Resources for after Anxiety Busters

Thank you for attending our Live Science Show, Anxiety Busters! We hope you had fun and learned some useful skills along the way. We’re excited to see your interest in learning and want to help you as you continue to explore ways to improve your overall health and wellness, including emotions and mental health. We’ve put together some resources for you. 

CALM TIPS AND TECHNIQUES

    • Triangle Breathing
      • Breathe in for three counts as you trace the first side of the triangle
      • Hold your breath for three counts as you trace the second side of the triangle
      • Breathe out for three counts as you trace the final side of the triangle. You have just completed one deep breath

 

 

 

 

 

 

 

    • Mindfulness
      • A type of meditation in which you focus on being intensely aware of what you’re sensing and feeling in the moment, without interpretation or judgment. Practicing mindfulness involves breathing methods, guided imagery, and other practices to relax the body and mind and help reduce stress.
    • Visual or Auditory
        • Blocking/Closing out Stimulus
          • Closing or covering eyes. Headphones or covering ears
        • Mental Picturing
          • Imagining a fun safe place in your mind and/or putting yourself in the space
        • Idea River
          • Watching your thoughts float down a river or over a waterfall as you sit on the bank
        • List Making
          • Writing/drawing down everything that pops into your mind
        • Fidgets
          • Toy or something similar to keep your hands/mind busy
        • Animals/Plants
          • Seeing and interacting with animals or plants has positive changes on brain chemistry
    •  Acupressure
      • Use thumb to apply deep, firm, circular pressure to massage and stimulate points on the body while breathing. 
    • Games/Apps
      • Try playing games or using apps to have fun or create a calming environment.

OUTSIDE RESOURCES

    • Need additional help? Reach out:
      • Parent
      • Trusted adult
      • Teacher or Counselor
      • Religious figure
      • or person you trust
    • If someone you know is having a mental health emergency, call 911 and request a CIT Officer.
      • Officers on the Crisis Intervention Team have 40+ hours of training dealing with individuals in a mental health crisis.

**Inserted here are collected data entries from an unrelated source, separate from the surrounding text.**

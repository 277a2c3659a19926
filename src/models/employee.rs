use serde::{Deserialize, Serialize};

/// Row of the `employees` table (`id` is the primary key).
#[derive(Debug, Clone, PartialEq, Eq, Serialize, Deserialize)]
pub struct Employee {
    pub id: String,
    pub name: String,
}

impl Employee {
    pub fn new(id: impl Into<String>, name: impl Into<String>) -> Self {
        Self {
            id: id.into(),
            name: name.into(),
        }
    }
}
//! Storage handle injected into the HTTP layer and the CLI commands.

use crate::db::pool::DbPool;
use crate::db::queries;
use crate::errors::AppResult;
use crate::models::{Delivery, Employee, Expense, LogEntry, NewLogEntry};
use std::path::PathBuf;

/// Every operation the tracker performs against persistent storage.
///
/// Calls are independent: no transaction spans two of them, and
/// concurrent writers race with last-write-wins semantics.
pub trait TrackerStore: Send + Sync {
    fn find_employee(&self, name: &str, id: &str) -> AppResult<Option<Employee>>;
    fn list_employees(&self) -> AppResult<Vec<Employee>>;
    fn add_employee(&self, employee: &Employee) -> AppResult<()>;
    fn delete_all_employees(&self) -> AppResult<usize>;

    fn append_log(&self, entry: &NewLogEntry) -> AppResult<()>;
    /// Newest first.
    fn list_logs(&self) -> AppResult<Vec<LogEntry>>;

    /// Plaintext admin credential, if the row exists.
    fn admin_password(&self) -> AppResult<Option<String>>;
    fn set_admin_password(&self, password: &str) -> AppResult<()>;

    fn add_delivery(&self, delivery: &Delivery) -> AppResult<()>;
    fn list_deliveries(&self) -> AppResult<Vec<Delivery>>;
    fn add_expense(&self, expense: &Expense) -> AppResult<()>;
    fn list_expenses(&self) -> AppResult<Vec<Expense>>;
}

/// SQLite-backed store. Opens a fresh connection for every call.
#[derive(Debug, Clone)]
pub struct SqliteStore {
    path: PathBuf,
}

impl SqliteStore {
    pub fn new(path: impl Into<PathBuf>) -> Self {
        Self { path: path.into() }
    }

    fn open(&self) -> AppResult<DbPool> {
        Ok(DbPool::new(&self.path)?)
    }
}

impl TrackerStore for SqliteStore {
    fn find_employee(&self, name: &str, id: &str) -> AppResult<Option<Employee>> {
        let pool = self.open()?;
        Ok(queries::find_employee(&pool.conn, name, id)?)
    }

    fn list_employees(&self) -> AppResult<Vec<Employee>> {
        let pool = self.open()?;
        Ok(queries::list_employees(&pool.conn)?)
    }

    fn add_employee(&self, employee: &Employee) -> AppResult<()> {
        let pool = self.open()?;
        Ok(queries::insert_employee(&pool.conn, employee)?)
    }

    fn delete_all_employees(&self) -> AppResult<usize> {
        let pool = self.open()?;
        Ok(queries::delete_all_employees(&pool.conn)?)
    }

    fn append_log(&self, entry: &NewLogEntry) -> AppResult<()> {
        let pool = self.open()?;
        Ok(queries::insert_log(&pool.conn, entry)?)
    }

    fn list_logs(&self) -> AppResult<Vec<LogEntry>> {
        let pool = self.open()?;
        Ok(queries::list_logs(&pool.conn)?)
    }

    fn admin_password(&self) -> AppResult<Option<String>> {
        let pool = self.open()?;
        Ok(queries::admin_password(&pool.conn)?)
    }

    fn set_admin_password(&self, password: &str) -> AppResult<()> {
        let pool = self.open()?;
        let updated = queries::set_admin_password(&pool.conn, password)?;
        if updated == 0 {
            tracing::warn!("admin password row missing, nothing updated");
        }
        Ok(())
    }

    fn add_delivery(&self, delivery: &Delivery) -> AppResult<()> {
        let pool = self.open()?;
        Ok(queries::insert_delivery(&pool.conn, delivery)?)
    }

    fn list_deliveries(&self) -> AppResult<Vec<Delivery>> {
        let pool = self.open()?;
        Ok(queries::list_deliveries(&pool.conn)?)
    }

    fn add_expense(&self, expense: &Expense) -> AppResult<()> {
        let pool = self.open()?;
        Ok(queries::insert_expense(&pool.conn, expense)?)
    }

    fn list_expenses(&self) -> AppResult<Vec<Expense>> {
        let pool = self.open()?;
        Ok(queries::list_expenses(&pool.conn)?)
    }
}
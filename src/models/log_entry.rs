use super::event_type::EventType;
use serde::Serialize;

/// Row of the `logs` table.
///
/// Field names follow the JSON contract of the dashboard, hence the
/// camelCase renames. Name and id are snapshots taken at event time and
/// may be NULL for logouts of unknown employees.
#[derive(Debug, Clone, PartialEq, Serialize)]
pub struct LogEntry {
    pub log_id: i64,
    #[serde(rename = "employeeName")]
    pub employee_name: Option<String>,
    #[serde(rename = "employeeId")]
    pub employee_id: Option<String>,
    #[serde(rename = "eventType")]
    pub event_type: EventType,
    pub timestamp: String, // ISO8601, local time
}

/// A log row about to be appended; `log_id` is assigned by the store.
#[derive(Debug, Clone, PartialEq)]
pub struct NewLogEntry {
    pub employee_name: Option<String>,
    pub employee_id: Option<String>,
    pub event_type: EventType,
    pub timestamp: String,
}
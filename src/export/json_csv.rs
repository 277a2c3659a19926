// src/export/json_csv.rs

use crate::errors::AppResult;
use crate::export::notify_export_success;
use crate::ui::messages::info;
use serde::Serialize;
use std::fs::File;
use std::io::Write;
use std::path::Path;

/// Export JSON pretty-printed.
pub(crate) fn export_json<T: Serialize>(rows: &[T], path: &Path) -> AppResult<()> {
    info(format!("Exporting to JSON: {}", path.display()));

    let json_data = serde_json::to_string_pretty(rows)?;

    let mut file = File::create(path)?;
    file.write_all(json_data.as_bytes())?;

    notify_export_success("JSON", path);
    Ok(())
}

/// Export CSV, header row derived from the serde field names.
pub(crate) fn export_csv<T: Serialize>(rows: &[T], path: &Path) -> AppResult<()> {
    info(format!("Exporting to CSV: {}", path.display()));

    let mut wtr = csv::Writer::from_path(path)?;

    for item in rows {
        wtr.serialize(item)?;
    }

    wtr.flush()?;

    notify_export_success("CSV", path);
    Ok(())
}
use std::sync::Arc;

use crate::db::TrackerStore;
use crate::errors::{AppError, AppResult};
use crate::utils::Clock;

/// Shared handler context: the storage handle and the clock.
#[derive(Clone)]
pub struct AppState {
    pub store: Arc<dyn TrackerStore>,
    pub clock: Arc<dyn Clock>,
}

impl AppState {
    pub fn new(store: Arc<dyn TrackerStore>, clock: Arc<dyn Clock>) -> Self {
        Self { store, clock }
    }

    /// Run a storage operation on the blocking pool.
    pub async fn run<F, T>(&self, op: F) -> AppResult<T>
    where
        F: FnOnce(&dyn TrackerStore, &dyn Clock) -> AppResult<T> + Send + 'static,
        T: Send + 'static,
    {
        let store = Arc::clone(&self.store);
        let clock = Arc::clone(&self.clock);

        tokio::task::spawn_blocking(move || op(store.as_ref(), clock.as_ref()))
            .await
            .map_err(|e| AppError::Internal(format!("storage task failed: {e}")))?
    }
}
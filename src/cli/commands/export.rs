use crate::cli::parser::Commands;
use crate::config::Config;
use crate::core::export::ExportLogic;
use crate::db::SqliteStore;
use crate::errors::{AppError, AppResult};
use crate::ui::messages::info;

pub fn handle(cmd: &Commands, cfg: &Config) -> AppResult<()> {
    if let Commands::Export {
        table,
        format,
        file,
        force,
    } = cmd
    {
        let db_path = cfg.database_path();
        if !db_path.exists() {
            return Err(AppError::StoreMissing(db_path.display().to_string()));
        }

        let store = SqliteStore::new(db_path);
        let rows = ExportLogic::export(&store, *table, *format, file, *force)?;
        info(format!(
            "{} {} row(s) written as {}",
            rows,
            table.as_str(),
            format.as_str()
        ));
    }
    Ok(())
}
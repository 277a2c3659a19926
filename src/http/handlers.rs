use axum::{Json, extract::State, response::Html};
use serde::Serialize;
use serde_json::{Value, json};

use crate::core::auth::{AdminLoginRequest, AuthLogic, EmployeeCredentials, PasswordChangeRequest};
use crate::core::dashboard::{Dashboard, DashboardLogic};
use crate::core::employees::{EmployeeLogic, NewEmployeeRequest};
use crate::core::records::RecordLogic;
use crate::errors::AppResult;
use crate::models::{Employee, NewDelivery, NewExpense};

use super::extract::ApiJson;
use super::state::AppState;

pub const INDEX_HTML: &str = "<h1>Expense Tracker API is Running</h1>";

#[derive(Debug, Serialize)]
pub struct MessageResponse {
    pub message: &'static str,
}

fn message(message: &'static str) -> Json<MessageResponse> {
    Json(MessageResponse { message })
}

pub async fn index() -> Html<&'static str> {
    Html(INDEX_HTML)
}

/// POST /api/login
pub async fn login(
    State(state): State<AppState>,
    ApiJson(creds): ApiJson<EmployeeCredentials>,
) -> AppResult<Json<Employee>> {
    let employee = state
        .run(move |store, clock| AuthLogic::employee_login(store, clock, &creds))
        .await?;

    tracing::info!(emp_id = %employee.id, "employee logged in");
    Ok(Json(employee))
}

/// POST /api/logout
pub async fn logout(
    State(state): State<AppState>,
    ApiJson(creds): ApiJson<EmployeeCredentials>,
) -> AppResult<Json<MessageResponse>> {
    let emp_id = creds.emp_id.clone().unwrap_or_default();
    state
        .run(move |store, clock| AuthLogic::employee_logout(store, clock, &creds))
        .await?;

    tracing::info!(emp_id = %emp_id, "employee logged out");
    Ok(message("Logout logged"))
}

/// POST /api/admin/login
pub async fn admin_login(
    State(state): State<AppState>,
    ApiJson(req): ApiJson<AdminLoginRequest>,
) -> AppResult<Json<Value>> {
    state
        .run(move |store, _| AuthLogic::admin_login(store, &req))
        .await?;

    tracing::info!("admin logged in");
    Ok(Json(json!({ "success": true })))
}

/// POST /api/delivery
pub async fn record_delivery(
    State(state): State<AppState>,
    ApiJson(input): ApiJson<NewDelivery>,
) -> AppResult<Json<MessageResponse>> {
    let delivery = state
        .run(move |store, clock| RecordLogic::record_delivery(store, clock, input))
        .await?;

    tracing::info!(
        emp_id = %delivery.emp_id,
        cust_id = %delivery.cust_id,
        gas_price = delivery.gas_price,
        "delivery recorded"
    );
    Ok(message("Delivery logged."))
}

/// POST /api/expense
pub async fn record_expense(
    State(state): State<AppState>,
    ApiJson(input): ApiJson<NewExpense>,
) -> AppResult<Json<MessageResponse>> {
    let expense = state
        .run(move |store, clock| RecordLogic::record_expense(store, clock, input))
        .await?;

    tracing::info!(
        emp_id = %expense.emp_id,
        category = %expense.expense_category,
        expense_price = expense.expense_price,
        "expense recorded"
    );
    Ok(message("Expense logged."))
}

/// GET /api/admin/dashboard
pub async fn dashboard(State(state): State<AppState>) -> AppResult<Json<Dashboard>> {
    let dashboard = state.run(|store, _| DashboardLogic::load(store)).await?;
    Ok(Json(dashboard))
}

/// GET /api/admin/employees
pub async fn list_employees(State(state): State<AppState>) -> AppResult<Json<Vec<Employee>>> {
    let employees = state.run(|store, _| EmployeeLogic::list(store)).await?;
    Ok(Json(employees))
}

/// POST /api/admin/employees
pub async fn add_employee(
    State(state): State<AppState>,
    ApiJson(req): ApiJson<NewEmployeeRequest>,
) -> AppResult<Json<MessageResponse>> {
    let employee = state
        .run(move |store, _| EmployeeLogic::add(store, req))
        .await?;

    tracing::info!(emp_id = %employee.id, "employee added");
    Ok(message("Employee added."))
}

/// POST /api/admin/employees/delete_all
pub async fn delete_all_employees(
    State(state): State<AppState>,
) -> AppResult<Json<MessageResponse>> {
    let removed = state
        .run(|store, _| EmployeeLogic::delete_all(store))
        .await?;

    tracing::warn!(removed, "all employees deleted");
    Ok(message("All employees deleted."))
}

/// POST /api/admin/password
pub async fn change_admin_password(
    State(state): State<AppState>,
    ApiJson(req): ApiJson<PasswordChangeRequest>,
) -> AppResult<Json<MessageResponse>> {
    state
        .run(move |store, _| AuthLogic::change_admin_password(store, &req))
        .await?;

    tracing::info!("admin password changed");
    Ok(message("Admin password updated."))
}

ADDITIONAL RESOURCES FOR HELP

    • Mental Health Crisis COMCARE Crisis Center
      • 635 N. Main, Wichita, KS 67203
      • 316-660-7500
      • TTY 1-800-766-3777
    • Mid-Kansas Poison Control Center
      • 1-800-222-1222
      • TTY 1-866-238-0677
    • Crisis Textline
      • Text 741741
    • Crisis Help Lines
      • National Suicide Lifeline
      • Ayuda en Español
      • 1-800-273-8255
      • 1-888-628-9454
    • Parent Helpline (KCSL)
      • 1-800-CHILDREN (1-800-244-5373)
    • TrevorLifeline – Support for LGBTQ Youth
      • 1-866-488-7386
      • Text “START” to 678-678
    • Veterans’ Crisis Line
      • 1-888-457-4838
      • Text “MIL1” to 839863
    • Youthline
      • 1-877-968-8491
      • Text “teen2teen” to 839863
    • Abuse Line
      • 1-800-662-HELP (4357)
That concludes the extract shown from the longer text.